Consider how IGM would have operated if it actually wanted to report the informed views of orthodox experts on heterodox theory instead of conduct a show trial.  IGM would use questions drafted by the heterodox scholars that would accurately reflect the heterodox scholars’ theories.  IGM would ask the heterodox scholars to provide an executive summary of key MMT principles.  IGM would require its panelists to read enough of the scholarly MMT literature to make an informed judgment.  Far better, however, would be to create an ongoing, collegial dialog among orthodox and heterodox scholars rather than these mock rulings by panels composed exclusively of orthodox scholars.

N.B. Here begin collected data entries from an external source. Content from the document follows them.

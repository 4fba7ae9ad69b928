//! Integration tests for the command-line binary

use crate::fixtures::symbol_page;
use assert_cmd::Command;
use tempfile::TempDir;
use wiremock::matchers::method;
use wiremock::{Mock, MockServer, ResponseTemplate};

fn bin() -> Command {
    Command::cargo_bin("energy-symbol-crawler").unwrap()
}

#[test]
fn test_plan_lists_identifiers_in_crawl_order() {
    let output = bin()
        .args([
            "plan",
            "--start-date",
            "1399/12/29",
            "--end-date",
            "1400/01/01",
            "--load-type",
            "Base=B",
            "--load-type",
            "Peak=P",
        ])
        .output()
        .unwrap();
    assert!(output.status.success());

    let stdout = String::from_utf8(output.stdout).unwrap();
    let lines: Vec<&str> = stdout.lines().collect();
    assert_eq!(lines.len(), 6);
    assert_eq!(lines[0], "1,Base,DAP00PFBEXD991229,1399/12/29");
    assert_eq!(lines[1], "2,Base,DAP00PFBEXD991230,1399/12/30");
    assert_eq!(lines[3], "4,Peak,DAP00PFPEXD991229,1399/12/29");
}

#[test]
fn test_plan_json_output() {
    let output = bin()
        .args([
            "plan",
            "--output-format",
            "json",
            "--start-date",
            "1400/01/01",
            "--end-date",
            "1400/01/01",
        ])
        .output()
        .unwrap();
    assert!(output.status.success());

    let planned: serde_json::Value = serde_json::from_slice(&output.stdout).unwrap();
    let planned = planned.as_array().unwrap();
    assert_eq!(planned.len(), 4);
    assert_eq!(planned[0]["identifier"], "DAP00PFBEXD000101");
    assert_eq!(planned[3]["load_type"], "Peak");
}

#[test]
fn test_reversed_dates_fail() {
    bin()
        .args(["plan", "--start-date", "1400/02/01", "--end-date", "1400/01/01"])
        .assert()
        .failure();
}

#[test]
fn test_validate_identifier() {
    let output = bin()
        .args(["validate", "identifier", "DAP00PFMEXD991230"])
        .output()
        .unwrap();
    assert!(output.status.success());
    let stdout = String::from_utf8(output.stdout).unwrap();
    assert!(stdout.contains("Load type: M"));
    assert!(stdout.contains("Delivery date: 1399/12/30"));

    bin()
        .args(["validate", "identifier", "NOT-AN-ID"])
        .assert()
        .failure();
}

#[tokio::test(flavor = "multi_thread")]
async fn test_crawl_writes_json_result() {
    let server = MockServer::start().await;
    Mock::given(method("GET"))
        .respond_with(
            ResponseTemplate::new(200).set_body_string(symbol_page("77", &[("1400/01/01", "5")])),
        )
        .mount(&server)
        .await;

    let dir = TempDir::new().unwrap();
    let out = dir.path().join("result.json");
    let uri = server.uri();
    let out_arg = out.clone();

    let status = tokio::task::spawn_blocking(move || {
        bin()
            .args([
                "crawl",
                "--base-url",
                &uri,
                "--start-date",
                "1400/01/01",
                "--end-date",
                "1400/01/02",
                "--load-type",
                "Base=B",
                "--output-format",
                "json",
                "--output",
                out_arg.to_str().unwrap(),
            ])
            .output()
            .unwrap()
            .status
    })
    .await
    .unwrap();
    assert!(status.success());

    let result: serde_json::Value =
        serde_json::from_str(&std::fs::read_to_string(&out).unwrap()).unwrap();
    assert_eq!(result["attempted"], 2);
    assert_eq!(result["entries"].as_array().unwrap().len(), 2);
    assert_eq!(result["entries"][1]["identifier"], "DAP00PFBEXD000102");
    assert_eq!(result["entries"][0]["record"]["ins_code"], "77");
}

#[test]
fn test_csv_requires_output_file() {
    bin()
        .args([
            "crawl",
            "--base-url",
            "http://127.0.0.1:9",
            "--start-date",
            "1400/01/01",
            "--end-date",
            "1400/01/01",
            "--format",
            "csv",
        ])
        .assert()
        .failure();
}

We are now running another natural experiment – how many of the orthodox ‘judges’ will admit their failures, apologize, and act to reduce the harm they caused?  I write this article as an addendum to that natural experiment.

I urge the orthodox economists who disgraced themselves by aiding this show trial to seek redemption.  Perhaps you were simply conned by the people who created the strawman questions.  For that to be true, you must be exceptionally unaware of MMT – and willing to condemn it without doing any work.  Apologize, but do not stop there.  You should be enraged at those who made you complicit in this disgrace.  Find out who created the strawman questions and who suggested the show trial and blow the whistle on their frauds.  In your joint, open letter of apology, each of you should identify how many published articles or books by MMT scholars you read prior to condemning MMT.  The next week will test your integrity and your zeal to restore it.

I urge journalists to ask each of the ‘judges’ to identify how many MMT scholars’ works they had read.  My prediction is that the cumulatively, the ‘judges’ in this shameful show trial had read fewer than five works by MMT scholars.

Journalists should also ask every ‘judge’ in the show trial to cite and quote the work of at least one MMT scholar making the statements ascribed to us by twin the strawman questions.  I predict that none of them will be able to do so.

Ignorance, of course, is not remotely a defense.  If you have never read any of the scholarly MMT literature and someone asks you to be a ‘judge’ in a show trial obviously created to condemn MMT, you have an ethical duty to refuse and to try your best to prevent the show trial from disgracing our field.

While I always hope for redemption, my prediction is that most of the ‘judges’ that disgraced themselves and our discipline are proud of their role in the show trial.  I believe they will claim they did a great service to the country by smearing MMT through fraudulent strawman claims. Orthodox economists are already citing the show trial ‘verdict’ as proof that MMT is false.  Justin Wolfers, who often writes in the New York Times, tweeted his glee at the results of the disgraceful show trial.  He described it as “evidence” (in a show trial designed to ensure that the ‘judges’ had zero evidence, and instead was based entirely on two fraudulent strawman statements).  He then claimed that the “only real debate” was between the ‘judges’ that “disagreed” with the faux MMT strawman and the ‘judges’ that “strongly disagreed.”

Wolfers’ dishonesty spurred Paul Krugman to tweet a level of calculated dishonesty that exceeds the term “disgraceful.”

Prediction: MMTers will say this doesn’t fairly represent their views. Why? Because they say that about *any* attempt to represent their views clearly. MMT is an attitude, not a model; try to pin it down and they will move the goalposts.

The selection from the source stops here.